Sakeliga’s mission is to create such a business community: one which not only emboldens businesspeople to more forcefully resist harmful state policy in their own businesses, but also is independent and strong enough to act as a direct check and balance on state power.

Through your membership and support, you are contributing to this growing and independent business community – one with its own ethos.

In this ethos, business is done based on voluntary business considerations, instead of top-down racial prescriptions. In this ethos, we recognise that communities matter and that companies would do well to ensure good relationships with the communities in which they do business. But we reject that the state can determine for companies what their relationship with communities should be. We reject it, especially, when the state insists that all companies and communities should reflect the total image and ideology of the state itself.

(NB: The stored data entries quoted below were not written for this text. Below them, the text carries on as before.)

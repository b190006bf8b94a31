use crate::data::{Batch, BatchSource};
use crate::error::Result;
use crate::loss::{LossComposer, Targets};
use crate::math::Tensor;
use crate::train::context::TrainerContext;
use crate::train::epoch_stats::EpochState;
use crate::train::sink::{EpochSummary, ProgressRecord, RunEvent};

/// Runs training epochs: forward, loss composition, backward and one
/// optimizer step per batch.
pub struct Trainer {
    composer: LossComposer,
}

impl Trainer {
    pub fn new(composer: LossComposer) -> Trainer {
        Trainer { composer }
    }

    /// Trains one pass over `source` and returns the sample-weighted average
    /// loss. Errors from the model or the data abort the epoch.
    pub fn run_epoch(&self, ctx: &mut TrainerContext, source: &mut dyn BatchSource, epoch: usize) -> Result<f64> {
        ctx.model.set_training(true);
        source.set_epoch(epoch);
        source.reset();
        let iters = source.num_batches();
        let epochs = ctx.config.epochs;
        let mut state = EpochState::new(epoch);

        while let Some(batch) = source.next_batch()? {
            let progress = self.train_step(ctx, batch, &mut state)?;
            if (state.iterations - 1) % ctx.config.log_interval == 0 {
                ctx.emit(RunEvent::Progress(ProgressRecord {
                    epoch,
                    epochs,
                    iter: state.iterations - 1,
                    iters,
                    terms: progress.terms,
                    loss: progress.loss,
                    loss_avg: state.loss.avg(),
                }))?;
            }
        }

        let lr = ctx.optim.step_epoch();
        ctx.emit(RunEvent::EpochSummary(EpochSummary {
            epoch,
            epochs,
            loss_avg: state.loss.avg(),
            lr,
        }))?;
        Ok(state.loss.avg())
    }

    fn train_step(&self, ctx: &mut TrainerContext, batch: Batch, state: &mut EpochState) -> Result<StepProgress> {
        batch.validate()?;
        let n = batch.len();
        // [1, N, ...] -> [N, ...]
        let images = batch.images.squeeze(0)?;
        let gts = batch.gts.squeeze(0)?;
        let gts_cat = Tensor::cat_batch(&[&gts, &gts.zeros_like()])?;
        let targets = Targets {
            gts: &gts,
            gts_cat: &gts_cat,
            labels: &batch.labels,
        };

        let outputs = ctx.model.forward(&images)?;
        let composed = self.composer.compose(ctx.model.as_ref(), &images, &outputs, &targets)?;
        state.loss.update(composed.total, n);
        state.iterations += 1;

        ctx.optim.zero_grad(ctx.model.as_mut());
        ctx.model.backward(&composed.grads)?;
        ctx.optim.step(ctx.model.as_mut())?;

        Ok(StepProgress {
            terms: composed.terms,
            loss: composed.total,
        })
    }
}

struct StepProgress {
    terms: Vec<crate::loss::LossTerm>,
    loss: f64,
}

An unprecedented legal strategy for business

In the months and years ahead, your support will enable Sakeliga to drive an unprecedented litigation strategy.

Like never before, business in this country will seek the judiciary’s intermediation and relief, in the form of a multitude of mutually reinforcing court cases brought by Sakeliga. One by one, our portfolio of cases will establish the best possible jurisprudence the courts have to offer, wherever the legislature or executive harm businesses’ ability to serve the common good.

The emerging realisation that things like state failure and BEE have something in common is fertile ground for judicial review. Recent, highly critical remarks by Chief Justice Raymond Zondo in his state capture report, on how transformation-based procurement comes at the expense of value-for-money based procurement, is an excellent example.

There will be set-backs along the way, but there are crucial victories to be had and we should seize on all of them.

A strategy that extends beyond litigation

As much as it holds promise, litigation also has its limits. State courts everywhere always have to contend with dominant ideological currents – they are, after all, part of the state. Normally, one should not ask more of the courts than they can be expected to give.

What complicates the matter in South Africa is the accelerating phenomenon of state failure, a process whereby organs of state implode to such an extent that they lose all executive capability. Nominally, they and their rules still exist, but in practice they have ceased to be of consequence. We are already seeing some of this in several local municipalities in South Africa, but there is much more to come. Since law cannot require the impossible, there is no use in imploring the court to order the dead entities back to life.

The continued weakening of the state apparatus in coming years will leave vacuums of power and authority, but not for long. Again, as we have seen in failing local municipalities, these vacuums will be filled either by gangsters set on sectional interests or by strong, capable, and respectable organisations serving the common good.

The upside to state failure is that the state’s ability to enforce harmful policies, such as race-based prescriptions to businesses, is likely to decline. The downside is that if we do not out-organise the gangsters, they will end up in charge.

Sakeliga’s strategy therefore extends beyond litigation: to filling the economically relevant vacuums left by state failure with an array of alternative and independent economic institutions. We do not seek to restore order and prosperity by fighting constantly with the state. Rather, we aim to establish structures for commercial order and governance many times more conducive to flourishing business than failing state structures. We believe this requires a network of chambers of commerce, digital economic platforms, dispute resolution, international relations, co-ordinated security, and much more.

In the end, Sakeliga exists because we consider it the deepest duty of businesspeople to create a favourable environment for business in all communities in which we operate. The duty is ours, not the state’s or anyone else’s. We will fulfil it by becoming an ever stronger and more independent business community, with an ethos of creating value, and personal and social flourishing, through business.